Wishing to absent himself from the frenetic New York art world, Dine spent the years 1967 to 1971 in London, and, upon his return, he settled in Putney, Vermont. At the age of fifty, in 1985, he moved back to New York and began to travel extensively. In 1983, he commented, “I like the stimulation of different places, different people, different environments—it’s my constant need to observe.” [1] He participated in the Venice Biennale in 1964 and 1987 and Documenta IV at Kassel, Germany, in 1968. Over the years he has been an artist-in-residence at Oberlin College, in Oberlin, Ohio; Dartmouth College, in Hanover, New Hampshire; Cornell University, in Ithaca, New York; and Williams College in Williamstown, Massachusetts.

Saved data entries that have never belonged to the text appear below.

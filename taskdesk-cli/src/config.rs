use std::fs;
use std::path::{Path, PathBuf};
use std::time::Duration;

use serde::{Deserialize, Serialize};
use taskdesk_client::ClientConfig;
use taskdesk_client::config::DEFAULT_API_URL;
use url::Url;

use crate::cli::OutputFormat;
use crate::error::{CliError, Result};

const APP_DIR: &str = "taskdesk";
const CONFIG_FILE: &str = "config.toml";
const SESSION_FILE: &str = "session.json";

#[derive(Debug, Clone, PartialEq, Serialize, Deserialize)]
#[serde(default)]
pub struct AppConfig {
    pub api_url: String,
    pub timeout_secs: u64,
    /// Where the session is stored; defaults to the platform data directory.
    pub credentials_path: Option<PathBuf>,
    pub output: OutputFormat,
    pub colored: bool,
}

impl Default for AppConfig {
    fn default() -> Self {
        Self {
            api_url: DEFAULT_API_URL.to_string(),
            timeout_secs: 30,
            credentials_path: None,
            output: OutputFormat::Pretty,
            colored: true,
        }
    }
}

impl AppConfig {
    pub fn default_path() -> Result<PathBuf> {
        dirs::config_dir()
            .map(|dir| dir.join(APP_DIR).join(CONFIG_FILE))
            .ok_or_else(|| CliError::Config("cannot determine the config directory".into()))
    }

    /// Load the configuration, falling back to defaults when the file does not exist.
    pub fn load(path: Option<&Path>) -> Result<Self> {
        let path = match path {
            Some(p) => p.to_path_buf(),
            None => Self::default_path()?,
        };
        if !path.exists() {
            return Ok(Self::default());
        }
        let content = fs::read_to_string(&path)?;
        Ok(toml::from_str(&content)?)
    }

    pub fn save(&self, path: Option<&Path>) -> Result<()> {
        let path = match path {
            Some(p) => p.to_path_buf(),
            None => Self::default_path()?,
        };
        if let Some(parent) = path.parent() {
            fs::create_dir_all(parent)?;
        }
        fs::write(&path, self.show()?)?;
        Ok(())
    }

    pub fn reset(path: Option<&Path>) -> Result<()> {
        Self::default().save(path)
    }

    pub fn show(&self) -> Result<String> {
        Ok(toml::to_string_pretty(self)?)
    }

    pub fn credentials_path(&self) -> Result<PathBuf> {
        if let Some(path) = &self.credentials_path {
            return Ok(path.clone());
        }
        dirs::data_local_dir()
            .map(|dir| dir.join(APP_DIR).join(SESSION_FILE))
            .ok_or_else(|| CliError::Config("cannot determine the data directory".into()))
    }

    /// Build the client configuration. Command-line values win over the file.
    pub fn client_config(
        &self,
        api_url: Option<&str>,
        timeout_secs: Option<u64>,
    ) -> Result<ClientConfig> {
        let raw = api_url.unwrap_or(&self.api_url);
        let base_url = Url::parse(raw).map_err(|e| CliError::InvalidUrl {
            url: raw.to_string(),
            reason: e.to_string(),
        })?;

        let mut config = ClientConfig::from_env();
        config.base_url = base_url;
        config.timeout = Duration::from_secs(timeout_secs.unwrap_or(self.timeout_secs));
        Ok(config)
    }
}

By 1975, Dine rejected Pop Art, stating: “I have never been a pop artist. I was of an age where my peers and I found nothing unusual in using everyday objects instead of paint. Some of these people glorified these objects as an exercise in gigantism. I used them as metaphors and receptacles for my marginal thoughts and feelings. Frankly, many times it is more efficacious to manipulate objects (real ones) than to paint them. … So-called Pop Art never interested me.” [2] Continuing today to work in series, Dine has focused his considerable talent as a draughtsman on such subjects as self-portraiture, plants, and the Venus de Milo.
Notes:
[1] Dine, quoted in Constance W. Glenn, Jim Dine Drawings (New York: Abrams, Inc., 1985), 48.
[2] Letter dated April 9, 1975, quoted in Jim Dine (Bordeaux, France: Centres d’Arts Plastiques Contemporains de Bordeaux, 1975), unpaginated, in Marco Livingstone, Jim Dine: The Alchemy of Images (New York: Monacelli Press, 1998), 15.